Question

My goal is to write an addon for a GUI written in Lua. It should replace the creation of a window without the need of changeing the code of the GUI itself. The original function creating the window looks like this:

function GUIclass.createWindow(arg1, arg2, arg3, arg4, arg5)
    -- do stuff
    return window
end

My method looks like this:

function MyClass.createWindow(arg1, arg2, arg3, arg4, arg5)
    local foo = self.attributeOne -- doesn't work, as self is undefined
    -- do some more stuff wich requires foo
    return window
end

... and later on
MyClassInst = MyClass:new()

Note that both functions are in different files. The idea I had was replacing the pointer to the old function after it has been initialised

GUIclass.createWindow = MyClass.createWindow

Everything works fine, except I seem to be unable to get a reference to the instance of MyClass in MyClass.createWindow. I tried using

local self = MyClassInst

in the MyClass.createWindow but it is nil. I also dislike this because it is limited to one instance of the Class. As stated in the title, ":" also woun't work as the function gets called via "GUIclass.createWindow(args)" (which now points to MyClass.createWindow).

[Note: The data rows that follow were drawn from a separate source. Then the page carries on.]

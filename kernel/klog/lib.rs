//! Vesper-OS kernel logging (`klog`).
//!
//! This crate provides runtime-filtered logging macros that replace ungated
//! `println!` usage throughout the kernel.  It is designed to be a lightweight
//! dependency that every kernel sub-crate can import without pulling in
//! heavyweight subsystems.
//!
//! # Macro Overview
//!
//! | Macro | Release build | Filtered | Use case |
//! |-------|--------------|----------|----------|
//! | [`kprintln!`] | Compiled out | No | Debug diagnostics (replaces `println!`) |
//! | [`klog!`] | Active | Yes | Operational logging with level filter |
//! | [`klog_always!`] | Active | No | Boot banners, status messages |
//!
//! # Output Sink
//!
//! The crate itself has no knowledge of the console: the boot path registers
//! a sink once via [`set_sink`] (the serial or framebuffer writer), and all
//! macros route through it.  Until a sink is registered, output is discarded.
//! This keeps `klog` free of driver dependencies and lets host-side tests
//! capture kernel output.
//!
//! # Filtering
//!
//! Log filtering is **runtime**: the boot path calls [`set_level`] with the
//! minimum level to emit.  The hot path is a single `Relaxed` atomic load +
//! integer compare.  `Debug` and `Trace` are additionally compiled out in
//! release builds.

#![no_std]

use core::sync::atomic::{AtomicU8, Ordering};

// ============================================================================
// Log Levels
// ============================================================================

/// Severity level for [`klog!`] messages.
///
/// Ordered from least severe ([`Trace`](Level::Trace)) to most severe
/// ([`Error`](Level::Error)).  The runtime filter allows messages at or above
/// the configured minimum level.
#[derive(Debug, Clone, Copy, PartialEq, Eq, PartialOrd, Ord)]
#[repr(u8)]
pub enum Level {
    /// Extremely verbose tracing (compiled out in release).
    Trace = 0,
    /// Developer-oriented debug information (compiled out in release).
    Debug = 1,
    /// Normal operational information.
    Info = 2,
    /// Potential problems that merit attention.
    Warn = 3,
    /// Errors that affect correctness.
    Error = 4,
}

// ============================================================================
// Runtime Filter
// ============================================================================

/// Sentinel: all output suppressed.
const LEVEL_DISABLED: u8 = u8::MAX;

/// Runtime minimum level.  Messages with `level >= LOG_MIN_LEVEL` are emitted.
/// Initialised to DISABLED; the boot path must call [`set_level`].
static LOG_MIN_LEVEL: AtomicU8 = AtomicU8::new(LEVEL_DISABLED);

/// Set the minimum level to emit.
///
/// Called once during early boot; safe to call again if the verbosity changes
/// at runtime.
#[inline]
pub fn set_level(level: Level) {
    LOG_MIN_LEVEL.store(level as u8, Ordering::Release);
}

/// Disable all klog output.  Does **not** affect [`klog_always!`].
#[inline]
pub fn disable() {
    LOG_MIN_LEVEL.store(LEVEL_DISABLED, Ordering::Release);
}

/// Returns `true` if a message at `level` would currently be emitted.
///
/// Hot path: single `Relaxed` atomic load + integer compare.
#[inline(always)]
pub fn enabled(level: Level) -> bool {
    level as u8 >= LOG_MIN_LEVEL.load(Ordering::Relaxed)
}

// ============================================================================
// Output Sink
// ============================================================================

/// Sink signature: receives fully formatted arguments, terminator included.
pub type Sink = fn(core::fmt::Arguments);

/// One-time registered output sink.
static SINK: spin::Once<Sink> = spin::Once::new();

/// Register the output sink.
///
/// Only the first registration takes effect; later calls are ignored.
pub fn set_sink(sink: Sink) {
    SINK.call_once(|| sink);
}

#[doc(hidden)]
#[inline(always)]
pub fn _klog_print(args: core::fmt::Arguments) {
    if let Some(sink) = SINK.get() {
        sink(args);
    }
}

// ============================================================================
// Macros
// ============================================================================

/// Unfiltered kernel output (boot banners, status messages).
#[macro_export]
macro_rules! klog_always {
    () => {{
        $crate::_klog_print(format_args!("\n"));
    }};
    ($($arg:tt)+) => {{
        $crate::_klog_print(format_args!("{}\n", format_args!($($arg)+)));
    }};
}

/// Debug-only kernel print — drop-in replacement for `println!`.
///
/// **Fully compiled out** in release builds (zero cost, zero binary impact).
/// Use this for developer diagnostics that should never appear in production.
#[macro_export]
macro_rules! kprintln {
    () => {{
        #[cfg(debug_assertions)]
        $crate::klog_always!();
    }};
    ($($arg:tt)+) => {{
        #[cfg(debug_assertions)]
        $crate::klog_always!($($arg)+);
    }};
}

/// Level-filtered kernel logging.
///
/// `Debug` and `Trace` levels are additionally compiled out in release builds,
/// so they incur zero cost in production even if the filter would allow them.
///
/// # Examples
///
/// ```ignore
/// klog!(Error, "net: TX ring full on interface {}", id);
/// klog!(Info,  "net: loopback registered as interface {}", id);
/// klog!(Trace, "net: RX worker {} picked up a frame", id);
/// ```
#[macro_export]
macro_rules! klog {
    // ---- Error (always compiled in, runtime-filtered) ----
    (Error, $($arg:tt)+) => {{
        if $crate::enabled($crate::Level::Error) {
            $crate::_klog_print(format_args!("{}\n", format_args!($($arg)+)));
        }
    }};
    // ---- Warn (always compiled in, runtime-filtered) ----
    (Warn, $($arg:tt)+) => {{
        if $crate::enabled($crate::Level::Warn) {
            $crate::_klog_print(format_args!("{}\n", format_args!($($arg)+)));
        }
    }};
    // ---- Info (always compiled in, runtime-filtered) ----
    (Info, $($arg:tt)+) => {{
        if $crate::enabled($crate::Level::Info) {
            $crate::_klog_print(format_args!("{}\n", format_args!($($arg)+)));
        }
    }};
    // ---- Debug (compiled out in release) ----
    (Debug, $($arg:tt)+) => {{
        #[cfg(debug_assertions)]
        if $crate::enabled($crate::Level::Debug) {
            $crate::_klog_print(format_args!("{}\n", format_args!($($arg)+)));
        }
    }};
    // ---- Trace (compiled out in release) ----
    (Trace, $($arg:tt)+) => {{
        #[cfg(debug_assertions)]
        if $crate::enabled($crate::Level::Trace) {
            $crate::_klog_print(format_args!("{}\n", format_args!($($arg)+)));
        }
    }};
}

// ============================================================================
// Tests
// ============================================================================

#[cfg(test)]
mod tests {
    use super::*;

    // Single test: the filter is a process-wide static, and the harness runs
    // tests concurrently.
    #[test]
    fn filter_respects_minimum_level() {
        set_level(Level::Warn);
        assert!(enabled(Level::Error));
        assert!(enabled(Level::Warn));
        assert!(!enabled(Level::Info));
        assert!(!enabled(Level::Trace));

        set_level(Level::Trace);
        assert!(enabled(Level::Trace));

        disable();
        assert!(!enabled(Level::Error));
    }
}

So how can I get a reference to the instance of a class without using ":"?

Was it helpful?

Solution 2

If you're creating a new window object, there's no need for a self parameter. Instead, create the new instance within the MyClass.createWindow function. Do this either by using a table constructor ({}) or by calling another constructor function. Example:

local oldCreateWindow = GUIclass.createWindow
function MyClass.createWindow(...)
  local window = oldCreateWindow(...)
  local foo = window.attributeOne
  -- do some more stuff wich requires foo
  return window
end

I think I understand your problem better now. I believe you'll be better off with a closure than with a class.

-- MyClass is actually just a table with lots of attributes that change a lot.
local MyClass = {}
local function createWindow(arg1, arg2, arg3, arg4, arg5)
  local foo = MyClass.attributeOne
  -- do some more stuff wich requires foo
  return window
end

GUIclass.createWindow = createWindow

After that, any changes you make to MyClass should be visible to GUIclass.createWindow.

OTHER TIPS

I'll just post as an answer..

Try:

function MyClass.createWindow(self, arg1, arg2, arg3, arg4, arg5)

As far as I remember from lua, that equals:

function MyClass:createWindow(arg1, arg2, arg3, arg4, arg5)

Just like

class:something()

equals

class.something(class)

You can't (mostly) that's sort of the point of what : does for you here.

If you are calling the function with a . you don't have any context for the call other than the arguments you give it (and any closed-over variables that function has).

If you wanted to create multiple instances of your custom createWindow function you could have them close over some class instance variable and use that internally but you would have to do that manually and have the classes available before-hand. I don't know if that is doable in your situation or not.

I also don't really understand the issues with the code as written.

Are you expecting to have more than one custom createWindow function that monkey-patch in to GUIclass repeatedly as appropriate? Or why would you need createWindow to take a self argument the way you've written it?